A. It seems pretty clear that many of the photographs of lynchings were orchestrated precisely to show the people in the mob -- that the images were, in fact, made for the murderers. In some instances these images were actually reproduced as postcards, literally evoking their status as souvenirs and mementoes to be shared with loved ones, so as to reinforce a white supremacist community. They were also used as threats and sent to African Americans who were prominent in the press. Some African Americans, like Ida B. Wells, reproduced the images in their own publications; in those contexts, of course, the meaning and significance of the photos were hugely altered and wielded against the mob. Now, in the context of Abu Ghraib, I believe it is documented that people did send these images to family members. Moreover, they kept the photos on hard drives alongside tourist-ey images of themselves on camels, etc. The practice of photographing itself might have significantly increased the shame felt by the victims; as for the torturers, I think the snapshots did serve a souvenir-esque function. Whatever the case, I do not think the pictures were ever meant to receive the kind of public attention they did.

 

Q. Do you think the soldiers collected these souvenirs in bad faith, I mean, knowing full well that they were doing something really fucked-up or do you think they were actually proud of their actions?

A. To my mind, the fact of the photographs suggests that the soldiers felt that their actions were authorized, legitimized, licensed, so to speak...

 

Q. To shift gears and look more closely at your work now, was the choice of this very specific shade of green and pure white for these images (reproduced at the top of the page) an aesthetic choice or more than that?

A. Given how I came to make these pieces, and given how much I had been thinking, over the last couple of years, about the symbolic role of white womanhood, the literal whiteness of the cut-out figures was important to me. And the green is actually taken from the sandbags that were used to cover the victims' heads.

 

Q. I find your work very compelling in that it seems (to me, of course) to empty out the "after-image" and infuse it with symbolic weight. Can you talk a little bit about how your work functions alongside the widely distributed images they reference and alter?
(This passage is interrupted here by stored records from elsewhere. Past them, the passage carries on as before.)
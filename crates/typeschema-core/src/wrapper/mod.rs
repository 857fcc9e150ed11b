//! The composite wrapper: turns one object-like type into an object schema.
//!
//! ```text
//!  wrap(Node) ──► base node {"type":"object"} + type metadata
//!      │
//!      ├─ discovery ──► [(getChildren, children), (getId, id)]   (sorted)
//!      │
//!      └─ for each candidate
//!           leaf       ──► SchemaNodeBuilder
//!           array      ──► {"type":"array","items": <element>}
//!           composite  ──► tracker.enter(T)
//!                            Ok(guard)   ─► wrap(T) recursively, guard drops
//!                            Err(active) ─► {"$ref": <anchor of active T>}
//! ```
//!
//! The tracker only ever holds the types on the *current* path. Siblings of
//! the same type are therefore expanded independently, while a type that
//! reaches itself (directly, through an array, or through other composites)
//! is cut off with a reference marker.
mod discovery;
mod property;

use crate::{
    context::SchemaContext,
    descriptor::{TypeDefinition, TypeDescriptor, TypeName},
    error::Result,
    metadata::TypeFlags,
    node::{SchemaNode, TAG_ADDITIONAL_PROPERTIES},
    node_builder::SchemaNodeBuilder,
    tracker::ReferenceTracker,
};

pub use discovery::property_name;
pub(crate) use property::expand_root;
pub use property::escape_pointer_token;

/// Identifier of the document root.
pub const ROOT_ID: &str = "#";

/// One attached property of a composite node.
#[derive(Debug, Clone, PartialEq)]
pub struct PropertyDescriptor {
    pub name: String,
    pub ty: TypeDescriptor,
    pub required: bool,
    /// Position in discovery order.
    pub ordinal: usize,
    pub schema: SchemaNode,
}

#[derive(Debug, Clone)]
pub struct CompositeSchemaWrapper {
    ty: TypeName,
    node: SchemaNode,
    properties: Vec<PropertyDescriptor>,
    required: bool,
    relative_id: String,
    identity_keyword: Option<String>,
}

impl CompositeSchemaWrapper {
    /// Build the object schema of `definition`.
    ///
    /// * `path_token` – appended to the root identifier `#`; a token that
    ///   itself starts with `#` replaces the identifier instead.
    /// * `skip_properties` – stop after the shell node.
    ///
    /// The caller is responsible for holding `definition` on `tracker` while
    /// this runs if self references should resolve to this node.
    pub fn wrap(
        ctx: SchemaContext<'_>,
        definition: &TypeDefinition,
        tracker: &mut ReferenceTracker,
        path_token: Option<&str>,
        skip_properties: bool,
    ) -> Result<Self> {
        let (node, flags) = SchemaNodeBuilder::new(ctx).build_composite(definition)?;
        Self::wrap_base(ctx, definition, (node, flags), tracker, path_token, skip_properties)
    }

    /// [`wrap`](Self::wrap) on a base node already produced by
    /// [`SchemaNodeBuilder::build_composite`].
    pub(crate) fn wrap_base(
        ctx: SchemaContext<'_>,
        definition: &TypeDefinition,
        (mut node, flags): (SchemaNode, TypeFlags),
        tracker: &mut ReferenceTracker,
        path_token: Option<&str>,
        skip_properties: bool,
    ) -> Result<Self> {
        if flags.closed {
            node.insert(TAG_ADDITIONAL_PROPERTIES, false);
        }

        let mut wrapper = Self {
            ty: definition.name.clone(),
            node,
            properties: Vec::new(),
            required: flags.required,
            relative_id: ROOT_ID.to_owned(),
            identity_keyword: ctx.identity_keyword.map(str::to_owned),
        };
        if let Some(token) = path_token {
            wrapper.add_token_to_relative_id(token);
        }

        if skip_properties {
            return Ok(wrapper);
        }

        wrapper.process_properties(ctx, definition, tracker)?;
        Ok(wrapper)
    }

    fn add_token_to_relative_id(&mut self, token: &str) {
        if token.starts_with('#') {
            token.clone_into(&mut self.relative_id);
        } else {
            self.relative_id.push('/');
            self.relative_id.push_str(token);
        }
    }

    fn process_properties<'a>(
        &mut self,
        ctx: SchemaContext<'a>,
        definition: &'a TypeDefinition,
        tracker: &mut ReferenceTracker,
    ) -> Result<()> {
        let candidates = discovery::find_properties(&ctx, definition)?;
        for (ordinal, candidate) in candidates.into_iter().enumerate() {
            let name = candidate.name.clone();
            match self.expand_property(ctx, tracker, candidate, ordinal)? {
                Some(property) => self.add_property(property),
                None => tracing::debug!(ty = %self.ty, property = %name, "eliding empty property"),
            }
        }
        Ok(())
    }

    /// Attach `property`: the last property of a given name wins the
    /// `properties` slot, `required` is append-only.
    pub fn add_property(&mut self, property: PropertyDescriptor) {
        self.node
            .set_property(property.name.clone(), property.schema.clone());
        if property.required {
            self.add_required(property.name.clone());
        }
        self.properties.push(property);
    }

    pub fn add_required(&mut self, name: impl Into<String>) {
        self.node.add_required(name);
    }

    pub fn ty(&self) -> &TypeName {
        &self.ty
    }

    pub fn relative_id(&self) -> &str {
        &self.relative_id
    }

    /// Type-level "required by default" flag.
    pub fn is_required(&self) -> bool {
        self.required
    }

    /// No attached properties and nothing but `type` (and the identity
    /// keyword) on the node.
    pub fn is_empty_wrapper(&self) -> bool {
        self.properties.is_empty() && self.node.is_degenerate(self.identity_keyword.as_deref())
    }

    pub fn properties(&self) -> &[PropertyDescriptor] {
        &self.properties
    }

    pub fn iter(&self) -> std::slice::Iter<'_, PropertyDescriptor> {
        self.properties.iter()
    }

    pub fn node(&self) -> &SchemaNode {
        &self.node
    }

    pub fn into_node(self) -> SchemaNode {
        self.node
    }
}

impl<'w> IntoIterator for &'w CompositeSchemaWrapper {
    type Item = &'w PropertyDescriptor;
    type IntoIter = std::slice::Iter<'w, PropertyDescriptor>;

    fn into_iter(self) -> Self::IntoIter {
        self.iter()
    }
}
A. I wanted to strip them down. I wanted to strip the images and gestures down to their essential forms to show how they are -- maybe not at first, but ultimately -- recognizable. I was interested in showing how these images and gestures -- like the 'pointing' and 'thumbs-up' have now become iconic and emblematic. By reducing these gestures to their most minimal forms I hoped to get at the basic disconnect between these cocky, ridiculing, even seemingly innocuous expressions and torture.

 

Q. This last question is slightly broader in scope than the others. What do you think is the role of politics in art? I have been talking to many people who make clear-cut distinctions between their art, their lives, their beliefs and the murky realm of politics. Since your work makes no bones about its political nature and content, I thought it might be interesting to hear your views on the matter...
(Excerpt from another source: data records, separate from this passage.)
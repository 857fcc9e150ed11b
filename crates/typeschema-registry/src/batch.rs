//! Generate one document whose shared types live under `definitions`.
//!
//! ```text
//! ┌──────────┐  seed tracker   ┌───────────────────────────────┐
//! │ Address  │ ───────────────►│ Address @ #/definitions/Address│
//! ├──────────┤                 ├───────────────────────────────┤
//! │ Person   │ ───────────────►│ Person  @ #/definitions/Person │
//! └──────────┘                 └───────────────────────────────┘
//!        │                                   │
//!        ▼                                   ▼
//!   wrap each definition            every other occurrence
//!   under its own anchor            becomes {"$ref": anchor}
//! ```
//!
//! All batched types are placed on one shared
//! [`ReferenceTracker`](typeschema_core::tracker::ReferenceTracker) before
//! anything is generated. Wherever the root (or another definition) uses one
//! of them, the wrapper finds it already active and emits a reference to its
//! `#/definitions/<name>` anchor instead of inlining it. Anchors remember
//! whether their type is required by default, so batching never changes
//! the `required` lists of the document.
//!
//! ```rust
//! use std::sync::Arc;
//! use typeschema_core::SchemaGenerator;
//! use typeschema_registry::{
//!     batch::DefinitionsBatch, builder::DefinitionBuilder, registry::TypeRegistry,
//! };
//!
//! let registry = TypeRegistry::with_primitives()
//!     .with_definition(DefinitionBuilder::new("Address").property("city", "String").build())
//!     .with_definition(DefinitionBuilder::new("Person").property("home", "Address").build());
//! let generator = SchemaGenerator::builder(Arc::new(registry)).build().unwrap();
//!
//! let schema = DefinitionsBatch::new()
//!     .with("Address")
//!     .build(&generator, "Person")
//!     .unwrap();
//!
//! assert_eq!(
//!     schema.property("home").unwrap()["$ref"],
//!     "#/definitions/Address"
//! );
//! ```
use serde_json::{Map, Value};
use typeschema_core::{
    SchemaGenerator,
    descriptor::{TypeDescriptor, TypeName},
    error::Result,
    node::{SchemaNode, TAG_DEFINITIONS},
    tracker::{ManagedReference, ReferenceTracker},
    wrapper::escape_pointer_token,
};

/// Ordered set of types to emit under `definitions`.
#[derive(Debug, Clone, Default)]
pub struct DefinitionsBatch(Vec<TypeName>);

impl DefinitionsBatch {
    /// Create an empty batch.
    pub fn new() -> Self {
        Self(Vec::new())
    }

    /// Add `name` to the batch. Repeated names are ignored.
    pub fn with(mut self, name: impl Into<TypeName>) -> Self {
        let name = name.into();
        if !self.0.contains(&name) {
            self.0.push(name);
        }
        self
    }

    pub fn names(&self) -> &[TypeName] {
        &self.0
    }

    /// Generate `root` with every batched type under `definitions`.
    pub fn build(
        &self,
        generator: &SchemaGenerator,
        root: impl Into<TypeDescriptor>,
    ) -> Result<SchemaNode> {
        let mut tracker = ReferenceTracker::new();
        for name in &self.0 {
            let required = generator.type_flags(name)?.required;
            tracker.acquire(
                ManagedReference::new(name.clone(), format!("#/{}", token(name)))
                    .with_required(required),
            );
        }

        let mut definitions = Map::new();
        for name in &self.0 {
            let node = generator.wrap_anchored(name, &token(name), &mut tracker)?;
            definitions.insert(name.to_string(), node.into_value());
        }

        let mut document = generator.generate_with_tracker(root, &mut tracker)?;
        if !definitions.is_empty() {
            document.insert(TAG_DEFINITIONS, Value::Object(definitions));
        }
        tracing::debug!(definitions = self.0.len(), "generated batch document");
        Ok(document)
    }
}

/// Relative token of a definition: `definitions/<escaped name>`.
fn token(name: &TypeName) -> String {
    let escaped = escape_pointer_token(name.as_str());
    format!("{TAG_DEFINITIONS}/{escaped}")
}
A. Well, they say "all art is political," and I agree. Some is overtly political, or issue-based -- art that tries to directly intervene and take on a specific problem. This work, however, is a new direction for me. In my scholarly (written) work I have been dealing directly with racial, national and gender politics. I have also been doing photographic work that is much less directly issue-based. So I have been pursuing these two practices side by side for years, and one of the most exciting things about being at the School and being in Visual and Critical Studies is the opportunity and encouragement to merge one's practices. So, this work represents the first time I have made visual work that is overtly political. We're at war. It's hard not to respond.